● **Action item**: What is needed is an exact copy of the data that follows.

===== Data in this exercise

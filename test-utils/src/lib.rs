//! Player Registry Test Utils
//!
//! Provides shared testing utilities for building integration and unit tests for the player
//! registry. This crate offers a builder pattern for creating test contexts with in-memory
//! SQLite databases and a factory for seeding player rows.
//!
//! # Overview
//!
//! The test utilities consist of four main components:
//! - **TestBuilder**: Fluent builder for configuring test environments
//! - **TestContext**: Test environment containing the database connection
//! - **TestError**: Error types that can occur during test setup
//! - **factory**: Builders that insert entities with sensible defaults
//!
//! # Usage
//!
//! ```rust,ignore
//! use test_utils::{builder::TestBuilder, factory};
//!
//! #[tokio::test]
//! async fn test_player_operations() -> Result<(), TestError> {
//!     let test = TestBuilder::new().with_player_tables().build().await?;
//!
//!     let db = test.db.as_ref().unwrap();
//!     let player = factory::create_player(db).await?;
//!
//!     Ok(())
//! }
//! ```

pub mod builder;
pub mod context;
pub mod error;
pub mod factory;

==========

● **Exercise response**:
filename test-utils/src/lib.rs
//! Player Registry Test Utils
//!
//! Provides shared testing utilities for building integration and unit tests for the player
//! registry. This crate offers a builder pattern for creating test contexts with in-memory
//! SQLite databases and a factory for seeding player rows.
//!
//! # Overview
//!
//! The test utilities consist of four main components:
//! - **TestBuilder**: Fluent builder for configuring test environments
//! - **TestContext**: Test environment containing the database connection
//! - **TestError**: Error types that can occur during test setup
//! - **factory**: Builders that insert entities with sensible defaults
//!
//! # Usage
//!
//! ```rust,ignore
//! use test_utils::{builder::TestBuilder, factory};
//!
//! #[tokio::test]
//! async fn test_player_operations() -> Result<(), TestError> {
//!     let test = TestBuilder::new().with_player_tables().build().await?;
//!
//!     let db = test.db.as_ref().unwrap();
//!     let player = factory::create_player(db).await?;
//!
//!     Ok(())
//! }
//! ```

pub mod builder;
pub mod context;
pub mod error;
pub mod factory;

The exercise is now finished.